In order to gain insights into the chronic effects and mechanisms of hexabromocyclododecane (HBCD), the animal model Caenorhabditis elegans (C.elegans) was chosen for toxicity study. Multiple endpoints, including the physiological (growth and locomotion behaviors), biochemical (reactive oxygen species (ROS) production, lipofuscin accumulation, and cell apoptosis), and molecular (stress-related gene expressions) levels, were tested by chronic exposure for 10d to low concentrations of HBCD (0.2nM-200nM). The results revealed that chronic exposure to HBCD at concentrations more than 20nM would significantly influence the growth, locomotion behaviors, ROS formation, lipofuscin accumulation, and cell apoptosis of nematodes. Treatment with antioxidants of ascorbate and N-acetyl-l-cysteine (NAC) suppressed the toxicity induced by HBCD. The integrated gene expression profiles showed that the chronic exposure to 200nM of HBCD significantly increased the expression levels of stress-related genes (e.g.,
hsp-16.2,
hsp-16.48,
sod-1,
sod-3, and
cep-1 genes).

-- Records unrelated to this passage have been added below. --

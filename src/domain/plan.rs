//! Tag allocation: turns a blueprint into a fully tagged model plan
//!
//! Tags are handed out by a monotonic allocator in a fixed order:
//!
//! ```text
//! points -> lines -> circles -> curve loops -> surfaces -> cut result
//!           (polygon loop/surface first, then one per circle)
//! ```
//!
//! For the three configurations this reproduces the hand-numbered layout
//! (A ends at 18, B at 23, C at 27).

use crate::domain::{
    Blueprint, Circle, ConfigurationId, Cut, CurveLoop, DomainError, EntityRef, Line,
    MeshOptions, Point, Surface, Tag,
};

/// Monotonically increasing tag source, starting at 1.
#[derive(Debug, Clone)]
pub struct TagAllocator {
    next: i32,
}

impl Default for TagAllocator {
    fn default() -> Self {
        Self { next: 1 }
    }
}

impl TagAllocator {
    pub fn new() -> Self {
        Self::default()
    }

    pub fn next_tag(&mut self) -> Tag {
        let tag = Tag(self.next);
        self.next += 1;
        tag
    }

    /// Last tag handed out, if any.
    pub fn last(&self) -> Option<Tag> {
        (self.next > 1).then(|| Tag(self.next - 1))
    }
}

/// Every entity of a configuration with its tag, ready to be sent to an engine.
#[derive(Debug, Clone, PartialEq)]
pub struct ModelPlan {
    pub configuration: ConfigurationId,
    pub points: Vec<Point>,
    pub lines: Vec<Line>,
    pub circles: Vec<Circle>,
    /// Polygon loop first, then one loop per circle
    pub curve_loops: Vec<CurveLoop>,
    /// Polygon surface first, then one surface per circle
    pub surfaces: Vec<Surface>,
    pub cut: Cut,
    pub mesh_options: MeshOptions,
}

impl ModelPlan {
    pub fn from_blueprint(blueprint: &Blueprint) -> Result<Self, DomainError> {
        if blueprint.vertices.len() < 3 {
            return Err(DomainError::InconsistentPlan {
                message: format!(
                    "polygon needs at least 3 vertices, got {}",
                    blueprint.vertices.len()
                ),
            });
        }

        let mut tags = TagAllocator::new();
        let lc = blueprint.lc;

        let points: Vec<Point> = blueprint
            .vertices
            .iter()
            .chain(blueprint.free_points.iter())
            .map(|&[x, y]| Point {
                tag: tags.next_tag(),
                x,
                y,
                z: 0.0,
                mesh_size: lc,
            })
            .collect();

        let n = blueprint.vertices.len();
        let lines: Vec<Line> = (0..n)
            .map(|i| Line {
                tag: tags.next_tag(),
                start: points[i].tag,
                end: points[(i + 1) % n].tag,
            })
            .collect();

        let circles: Vec<Circle> = blueprint
            .circles
            .iter()
            .map(|spec| Circle {
                tag: tags.next_tag(),
                x: spec.center[0],
                y: spec.center[1],
                z: 0.0,
                radius: spec.radius,
            })
            .collect();

        let mut curve_loops = Vec::with_capacity(circles.len() + 1);
        curve_loops.push(CurveLoop {
            tag: tags.next_tag(),
            curves: lines.iter().map(|l| l.tag).collect(),
        });
        for circle in &circles {
            curve_loops.push(CurveLoop {
                tag: tags.next_tag(),
                curves: vec![circle.tag],
            });
        }

        let surfaces: Vec<Surface> = curve_loops
            .iter()
            .map(|cl| Surface {
                tag: tags.next_tag(),
                curve_loop: cl.tag,
            })
            .collect();

        let cut = Cut {
            tag: tags.next_tag(),
            object: vec![EntityRef::surface(surfaces[0].tag)],
            tools: surfaces[1..]
                .iter()
                .map(|s| EntityRef::surface(s.tag))
                .collect(),
        };

        Ok(Self {
            configuration: blueprint.configuration,
            points,
            lines,
            circles,
            curve_loops,
            surfaces,
            cut,
            mesh_options: MeshOptions::for_target_size(lc),
        })
    }

    /// Polygon surface (the cut's object).
    pub fn outer_surface(&self) -> &Surface {
        &self.surfaces[0]
    }

    /// Highest tag in the plan.
    pub fn last_tag(&self) -> Tag {
        self.cut.tag
    }
}
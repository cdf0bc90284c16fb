//! Infrastructure-level errors (wraps application errors)

use thiserror::Error;

use crate::application::ApplicationError;

/// Infrastructure errors wrap application errors and add I/O-level concerns.
#[derive(Error, Debug)]
pub enum InfraError {
    #[error("{0}")]
    Application(#[from] ApplicationError),

    #[error("I/O error: {context}")]
    Io {
        context: String,
        #[source]
        source: std::io::Error,
    },

    #[error("gmsh failed: {message}")]
    Gmsh {
        message: String,
        exit_code: Option<i32>,
    },

    #[error("gmsh not available as '{binary}'")]
    GmshUnavailable {
        binary: String,
        #[source]
        source: std::io::Error,
    },

    #[error("engine session misuse: {0}")]
    Session(String),
}

impl InfraError {
    /// Create an I/O error with context.
    pub fn io(context: impl Into<String>, source: std::io::Error) -> Self {
        Self::Io {
            context: context.into(),
            source,
        }
    }
}

/// Result type for infrastructure layer operations.
pub type InfraResult<T> = Result<T, InfraError>;
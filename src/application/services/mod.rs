//! Application services
//!
//! Concrete service implementations that orchestrate domain logic.
//! Services depend on I/O boundary traits (EngineProvider, FileSystem)
//! but are themselves concrete structs, not traits.

mod builder;
mod inspect;

pub use builder::{BuildReport, ConfigurationBuilder};
pub use inspect::{
    check_summary, summarize_mesh, Finding, GroupSummary, MeshInspector, MeshSummary,
};
//! Standard exit codes (BSD sysexits.h compatible)

/// Generic failure (e.g. `inspect --check` found problems)
pub const FAILURE: i32 = 1;

/// Command line usage error
pub const USAGE: i32 = 64;

/// Data format error
pub const DATAERR: i32 = 65;

/// Service unavailable (gmsh binary not found)
pub const UNAVAILABLE: i32 = 69;

/// Internal software error
pub const SOFTWARE: i32 = 70;

/// Input/output error
pub const IOERR: i32 = 74;

/// Configuration error
pub const CONFIG: i32 = 78;
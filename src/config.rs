//! Configuration management with layered loading
//!
//! Precedence (lowest to highest):
//! 1. Compiled defaults
//! 2. Global config: `$XDG_CONFIG_HOME/cutmesh/cutmesh.toml`
//! 3. Local config: `<project_dir>/.cutmesh.toml`
//! 4. Environment variables: `CUTMESH_*` prefix, `__` for nesting
//!    (e.g. `CUTMESH_GEOMETRY__RADIUS=25`)

use std::collections::HashSet;
use std::path::{Path, PathBuf};

use config::{Config, ConfigError, Environment};
use directories::ProjectDirs;
use serde::{Deserialize, Serialize};

use crate::application::ApplicationError;
use crate::domain::GeometryParams;
use crate::util::path::expand_env_vars;

/// Geometric inputs shared by all configurations.
#[derive(Debug, Clone, Copy, Serialize, Deserialize, PartialEq)]
#[serde(default)]
pub struct GeometrySettings {
    /// Target element size at the points
    pub lc: f64,
    /// Polygon vertex radius and vertex circle radius
    pub radius: f64,
    /// Center circle radius (configuration C)
    pub small_radius: f64,
}

impl Default for GeometrySettings {
    fn default() -> Self {
        let params = GeometryParams::default();
        Self {
            lc: params.lc,
            radius: params.radius,
            small_radius: params.small_radius,
        }
    }
}

impl GeometrySettings {
    pub fn params(&self) -> GeometryParams {
        GeometryParams {
            lc: self.lc,
            radius: self.radius,
            small_radius: self.small_radius,
        }
    }
}

/// How the gmsh binary is invoked.
#[derive(Debug, Clone, Serialize, Deserialize, PartialEq, Eq)]
#[serde(default)]
pub struct GmshSettings {
    /// Executable name or path
    pub binary: String,
    /// Output format passed as `-format` (e.g. "msh22"); gmsh default when unset
    pub format: Option<String>,
    /// Copy the generated `.geo` script next to each mesh
    pub keep_scripts: bool,
    /// Extra command-line arguments appended to the meshing call
    pub extra_args: Vec<String>,
}

impl Default for GmshSettings {
    fn default() -> Self {
        Self {
            binary: "gmsh".into(),
            format: None,
            keep_scripts: false,
            extra_args: vec![],
        }
    }
}

/// Mesh inspection tolerances.
#[derive(Debug, Clone, Copy, Serialize, Deserialize, PartialEq)]
#[serde(default)]
pub struct InspectSettings {
    /// Relative slack on the `[lc, 100 lc]` edge length bounds
    pub size_tolerance: f64,
}

impl Default for InspectSettings {
    fn default() -> Self {
        Self {
            size_tolerance: 0.25,
        }
    }
}
//! Domain layer: geometry, tags and physical-group rules
//!
//! This layer is independent of external concerns (no I/O, no CLI, no engine).

pub mod configuration;
pub mod entities;
pub mod error;
pub mod plan;

pub use configuration::{
    circumradius, distance, square_vertices, triangle_vertices, Blueprint, CircleSpec,
    ConfigurationId, GeometryParams, BOUNDARY_GROUP_PREFIX, DOMAIN_GROUP_NAME,
};
pub use entities::*;
pub use error::DomainError;
pub use plan::{ModelPlan, TagAllocator};
//! gmsh engine: `.geo` script rendering and the command-line driven session

pub mod engine;
pub mod script;

pub use engine::{GmshProvider, GmshSession};
pub use script::{GeoScript, GeoStatement};
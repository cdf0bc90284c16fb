//! I/O boundary traits for testability
//!
//! These traits abstract the external geometry/meshing engine, processes and
//! the filesystem, allowing services to be tested with fake implementations.

use std::io;
use std::path::Path;
use std::process::Output;

use crate::domain::{
    Circle, Cut, CurveLoop, Dim, EntityRef, Line, PhysicalGroup, Point, Surface,
};
use crate::infrastructure::InfraResult;

/// One engine session: an isolated model that is built, meshed and written.
///
/// Sessions are single-writer. Every call takes `&mut self`; nothing is shared
/// between sessions.
pub trait GeometryEngine {
    fn add_point(&mut self, point: &Point) -> InfraResult<()>;

    fn add_line(&mut self, line: &Line) -> InfraResult<()>;

    fn add_circle(&mut self, circle: &Circle) -> InfraResult<()>;

    fn add_curve_loop(&mut self, curve_loop: &CurveLoop) -> InfraResult<()>;

    /// Fill a curve loop into a bounded surface.
    fn add_surface_filling(&mut self, surface: &Surface) -> InfraResult<()>;

    /// Boolean difference; returns the entities the engine reports as result.
    fn cut(&mut self, cut: &Cut) -> InfraResult<Vec<EntityRef>>;

    /// Flush pending kernel operations into the model.
    fn synchronize(&mut self) -> InfraResult<()>;

    /// All model entities of the given dimension, in engine order.
    fn entities(&mut self, dim: Dim) -> InfraResult<Vec<EntityRef>>;

    fn add_physical_group(&mut self, group: &PhysicalGroup) -> InfraResult<()>;

    /// Set a global numeric option, e.g. `Mesh.MeshSizeMin`.
    fn set_option(&mut self, name: &str, value: f64) -> InfraResult<()>;

    fn generate(&mut self, dim: Dim) -> InfraResult<()>;

    /// Serialize the generated mesh.
    fn write(&mut self, path: &Path) -> InfraResult<()>;

    /// Release the session. Must be safe to call on a partially built model.
    fn finalize(&mut self) -> InfraResult<()>;
}

/// Opens fresh engine sessions.
pub trait EngineProvider: Send + Sync {
    /// Open a new session. `name` identifies the model (used for scratch files).
    fn open_session(&self, name: &str) -> InfraResult<Box<dyn GeometryEngine>>;
}

/// Filesystem abstraction for testability.
pub trait FileSystem: Send + Sync {
    /// Read file contents to string.
    fn read_to_string(&self, path: &Path) -> io::Result<String>;

    /// Write string content to file.
    fn write(&self, path: &Path, content: &str) -> io::Result<()>;

    /// Check if path exists.
    fn exists(&self, path: &Path) -> bool;

    /// Create directory and all parent directories.
    fn create_dir_all(&self, path: &Path) -> io::Result<()>;

    /// Copy file from source to destination.
    fn copy(&self, from: &Path, to: &Path) -> io::Result<u64>;

    /// Create parent directories if needed.
    fn ensure_parent(&self, path: &Path) -> io::Result<()>;
}

/// External command runner abstraction.
pub trait CommandRunner: Send + Sync {
    /// Run a command with arguments.
    fn run(&self, cmd: &str, args: &[&str]) -> io::Result<Output>;
}

// ============================================================
// REAL IMPLEMENTATIONS
// ============================================================

/// Real filesystem implementation.
#[derive(Debug, Default)]
pub struct RealFileSystem;

impl FileSystem for RealFileSystem {
    fn read_to_string(&self, path: &Path) -> io::Result<String> {
        std::fs::read_to_string(path)
    }

    fn write(&self, path: &Path, content: &str) -> io::Result<()> {
        std::fs::write(path, content)
    }

    fn exists(&self, path: &Path) -> bool {
        path.exists()
    }

    fn create_dir_all(&self, path: &Path) -> io::Result<()> {
        std::fs::create_dir_all(path)
    }

    fn copy(&self, from: &Path, to: &Path) -> io::Result<u64> {
        std::fs::copy(from, to)
    }

    fn ensure_parent(&self, path: &Path) -> io::Result<()> {
        if let Some(parent) = path.parent() {
            if !parent.as_os_str().is_empty() {
                self.create_dir_all(parent)?;
            }
        }
        Ok(())
    }
}

/// Real command runner implementation.
#[derive(Debug, Default)]
pub struct RealCommandRunner;

impl CommandRunner for RealCommandRunner {
    fn run(&self, cmd: &str, args: &[&str]) -> io::Result<Output> {
        std::process::Command::new(cmd).args(args).output()
    }
}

Among these genes, the
sod-1,
sod-3, and
cep-1 gene expressions were significantly correlated with HBCD-induced physiological effects by the Pearson correlation test. The mutations of
sod-3 and
cep-1 induced more severe toxicity compared to wild-type nematodes. Therefore, HBCD exposure induced oxidative stress by ROS accumulation and cell apoptosis, which resulted in HBCD-induced toxicity on nematodes, and
sod-3 and
cep-1 played important roles in protecting nematodes against HBCD-induced toxicity.